Ira Allen was born in Cornwall in the Connecticut Colony (in present-day Litchfield County, Connecticut), the youngest of eight children born to Joseph and Mary Baker Allen.[1][2] In 1771, Allen went to Vermont (then part of the British colonial Province of New York) with his brother Ethan as a surveyor for the Onion River Land Company.[3] The four Allen brothers established the company in 1772 (dissolved 1785)[4] to purchase lands under the New Hampshire Grants. Ira Allen had an almost central role in the dispute with the Province of New York over conflicting land claims in the region[5] such as by gifting land to men who had committed acts for New Hampshire,[6] and by confiscating loyalist property to finance government.[7]

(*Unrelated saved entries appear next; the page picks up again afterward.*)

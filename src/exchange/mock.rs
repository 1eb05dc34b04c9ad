//! Scriptable in-memory venue for coordinator tests.
//!
//! Market orders fill immediately at the contract price. Limit closes and
//! stop orders rest until a test fills or triggers them. Any operation can
//! be scripted to fail a number of times.

use super::traits::VenueClient;
use super::types::*;
use anyhow::{anyhow, bail, Result};
use async_trait::async_trait;
use rust_decimal::Decimal;
use rust_decimal_macros::dec;
use std::collections::HashMap;
use std::sync::atomic::{AtomicU64, Ordering};
use std::sync::Arc;
use tokio::sync::RwLock;
use tracing::debug;

/// Venue operations that can be scripted to fail.
#[derive(Debug, Clone, Copy, PartialEq, Eq, Hash)]
pub enum MockOp {
    Balance,
    SetLeverage,
    ContractSpec,
    MarketOrder,
    LimitOrder,
    CloseMarket,
    CloseLimit,
    StopOrder,
    Cancel,
    CheckOrder,
    FillPrice,
    OrderBook,
    FundingSnapshot,
    FundingIntervals,
    OpenPositions,
}

/// What a resting order does once filled.
#[derive(Debug, Clone, PartialEq)]
pub enum RestingAction {
    Open { side: PositionSide, size: Decimal },
    Close(CloseOrder),
}

#[derive(Debug, Clone)]
pub struct MockOrder {
    pub symbol: String,
    pub id: OrderId,
    pub price: Decimal,
    pub action: RestingAction,
    pub filled: bool,
    pub cancelled: bool,
    /// Finished without filling completely (IOC remainder expired)
    pub expired: bool,
}

/// One accepted call, in arrival order.
#[derive(Debug, Clone, PartialEq)]
pub struct OrderCall {
    pub op: MockOp,
    pub symbol: String,
    pub side: Option<PositionSide>,
    pub price: Option<Decimal>,
    pub size: Option<Decimal>,
}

During the American Revolutionary War, Allen was a member of the Vermont Legislature in 1776–1777 and a leading figure in the declaration of the Vermont Republic in 1777, which was originally intended to be independent of both the British colonies and the newly-founded United States.[8] Late in the war, he and his brother Ethan, along with Thomas Chittenden and others, were involved in the Haldimand Affair by their discussions with Frederick Haldimand, the British Governor of the Province of Quebec, about the possibility of reinstating Vermont as a British province.[9][10][11]

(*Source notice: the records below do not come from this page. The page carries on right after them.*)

//! Type definitions for Gate.io USDT-settled futures (APIv4).
//!
//! Gate encodes most numbers as strings and sizes as signed integer contract
//! counts: positive for long, negative for short.

use rust_decimal::Decimal;
use serde::{Deserialize, Serialize};

/// Contract details from `/futures/usdt/contracts`.
#[derive(Debug, Clone, Deserialize)]
pub struct Contract {
    /// Native contract name, e.g. `BTC_USDT`
    pub name: String,
    #[serde(with = "rust_decimal::serde::str")]
    pub quanto_multiplier: Decimal,
    #[serde(default, with = "rust_decimal::serde::str_option")]
    pub last_price: Option<Decimal>,
    #[serde(with = "rust_decimal::serde::str")]
    pub mark_price: Decimal,
    #[serde(with = "rust_decimal::serde::str")]
    pub order_price_round: Decimal,
    pub order_size_min: i64,
    pub order_size_max: i64,
    #[serde(with = "rust_decimal::serde::str")]
    pub funding_rate: Decimal,
    /// Seconds since epoch
    pub funding_next_apply: f64,
    /// Seconds
    #[serde(default)]
    pub funding_interval: u64,
    #[serde(default)]
    pub in_delisting: bool,
    #[serde(default)]
    pub status: Option<String>,
}

impl Contract {
    pub fn is_trading(&self) -> bool {
        !self.in_delisting && self.status.as_deref().map_or(true, |s| s == "trading")
    }
}

/// Futures account summary from `/futures/usdt/accounts`.
#[derive(Debug, Clone, Deserialize)]
pub struct FuturesAccount {
    #[serde(with = "rust_decimal::serde::str")]
    pub available: Decimal,
    #[serde(default)]
    pub currency: String,
}

/// Order submission body.
#[derive(Debug, Clone, Serialize, PartialEq)]
pub struct OrderRequest {
    pub contract: String,
    pub size: i64,
    /// `"0"` with `ioc` for market orders
    pub price: String,
    pub tif: TimeInForce,
    #[serde(skip_serializing_if = "std::ops::Not::not")]
    pub reduce_only: bool,
    #[serde(skip_serializing_if = "Option::is_none")]
    pub auto_size: Option<AutoSize>,
    pub text: String,
}

#[derive(Debug, Clone, Copy, PartialEq, Eq, Serialize, Deserialize)]
#[serde(rename_all = "lowercase")]
pub enum TimeInForce {
    Gtc,
    Ioc,
}

/// Side closed by a size-zero, reduce-only order in dual mode.
#[derive(Debug, Clone, Copy, PartialEq, Eq, Serialize, Deserialize)]
#[serde(rename_all = "snake_case")]
pub enum AutoSize {
    CloseLong,
    CloseShort,
}

/// Order as returned by `/futures/usdt/orders`.
#[derive(Debug, Clone, Deserialize)]
pub struct FuturesOrder {
    pub id: i64,
    pub contract: String,
    pub size: i64,
    #[serde(default)]
    pub left: i64,
    #[serde(default, with = "rust_decimal::serde::str_option")]
    pub fill_price: Option<Decimal>,
    pub status: String,
    #[serde(default)]
    pub finish_as: Option<String>,
}

impl FuturesOrder {
    pub fn is_filled(&self) -> bool {
        self.status == "finished" && self.finish_as.as_deref() == Some("filled")
    }

    /// Fill price, treating Gate's `"0"` placeholder as unknown.
    pub fn average_price(&self) -> Option<Decimal> {
        self.fill_price.filter(|p| *p > Decimal::ZERO)
    }
}

/// Price-triggered order body for `/futures/usdt/price_orders`.
#[derive(Debug, Clone, Serialize)]
pub struct PriceTriggeredOrder {
    pub initial: TriggerInitial,
    pub trigger: TriggerCondition,
}

#[derive(Debug, Clone, Serialize)]
pub struct TriggerInitial {
    pub contract: String,
    pub size: i64,
    pub price: String,
    pub tif: TimeInForce,
    pub reduce_only: bool,
    pub auto_size: AutoSize,
}

#[derive(Debug, Clone, Serialize)]
pub struct TriggerCondition {
    /// 0: trigger on price
    pub strategy_type: u8,
    /// 1: mark price
    pub price_type: u8,
    pub price: String,
    /// 1: `>=`, 2: `<=`
    pub rule: u8,
}

/// Response to a trigger order submission.
#[derive(Debug, Clone, Deserialize)]
pub struct TriggerOrderResponse {
    pub id: i64,
}

/// Trigger order state from `/futures/usdt/price_orders/{id}`.
#[derive(Debug, Clone, Deserialize)]
pub struct TriggerOrderStatus {
    pub id: i64,
    pub status: String,
    #[serde(default)]
    pub finish_as: Option<String>,
    #[serde(default)]
    pub trade_id: Option<i64>,
}

impl TriggerOrderStatus {
    pub fn is_executed(&self) -> bool {
        self.status == "finished" && self.finish_as.as_deref() == Some("succeeded")
    }
}

#[derive(Debug, Clone, Deserialize)]
pub struct BookEntry {
    #[serde(rename = "p", with = "rust_decimal::serde::str")]
    pub price: Decimal,
    #[serde(rename = "s")]
    pub size: i64,
}

/// Depth snapshot from `/futures/usdt/order_book`.
#[derive(Debug, Clone, Deserialize)]
pub struct FuturesOrderBook {
    pub asks: Vec<BookEntry>,
    pub bids: Vec<BookEntry>,
}

/// Position from `/futures/usdt/positions`.
#[derive(Debug, Clone, Deserialize)]
pub struct Position {
    pub contract: String,
    pub size: i64,
    #[serde(with = "rust_decimal::serde::str")]
    pub entry_price: Decimal,
    #[serde(default)]
    pub mode: String,
}

#[cfg(test)]
mod tests {
    use super::*;
    use rust_decimal_macros::dec;

    #[test]
    fn test_contract_decode() {
        let json = r#"{
            "name": "BTC_USDT", "quanto_multiplier": "0.0001", "last_price": "65000",
            "mark_price": "65001.2", "order_price_round": "0.1", "order_size_min": 1,
            "order_size_max": 1000000, "funding_rate": "0.0003",
            "funding_next_apply": 1700000000, "funding_interval": 28800,
            "in_delisting": false, "status": "trading", "type": "direct"
        }"#;
        let contract: Contract = serde_json::from_str(json).unwrap();
        assert_eq!(contract.quanto_multiplier, dec!(0.0001));
        assert_eq!(contract.funding_interval, 28800);
        assert!(contract.is_trading());
    }

    #[test]
    fn test_close_request_omits_reduce_flag_only_when_false() {
        let open = OrderRequest {
            contract: "BTC_USDT".to_string(),
            size: -30,
            price: "0".to_string(),
            tif: TimeInForce::Ioc,
            reduce_only: false,
            auto_size: None,
            text: "t-fdh".to_string(),
        };
        let value = serde_json::to_value(&open).unwrap();
        assert!(value.get("reduce_only").is_none());
        assert!(value.get("auto_size").is_none());

        let close = OrderRequest {
            size: 0,
            reduce_only: true,
            auto_size: Some(AutoSize::CloseShort),
            ..open
        };
        let value = serde_json::to_value(&close).unwrap();
        assert_eq!(value["reduce_only"], true);
        assert_eq!(value["auto_size"], "close_short");
        assert_eq!(value["tif"], "ioc");
    }

    #[test]
    fn test_order_fill_state() {
        let json = r#"{"id": 9, "contract": "BTC_USDT", "size": 30, "left": 0,
                       "fill_price": "65002.1", "status": "finished", "finish_as": "filled"}"#;
        let order: FuturesOrder = serde_json::from_str(json).unwrap();
        assert!(order.is_filled());
        assert_eq!(order.average_price(), Some(dec!(65002.1)));

        let json = r#"{"id": 10, "contract": "BTC_USDT", "size": 30, "left": 30,
                       "fill_price": "0", "status": "open"}"#;
        let order: FuturesOrder = serde_json::from_str(json).unwrap();
        assert!(!order.is_filled());
        assert_eq!(order.average_price(), None);
    }
}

An alternate explanation is that the Allen brothers were not actually interested in returning Vermont to the British but merely used the Haldimand negotiations to stave off a British invasion of Vermont from Canada and to prod the Continental Congress into recognizing Vermont as separate from New York and New Hampshire and admitting it to the United States.[12][13] Vermont was granted statehood in 1791.[14][15]
Allen designed the Great Seal of Vermont.[16] In 1778, Allen drew the seal and Reuben Dean, a local silversmith, made it.[17][18] The two men were each paid ten shillings for their work.[19]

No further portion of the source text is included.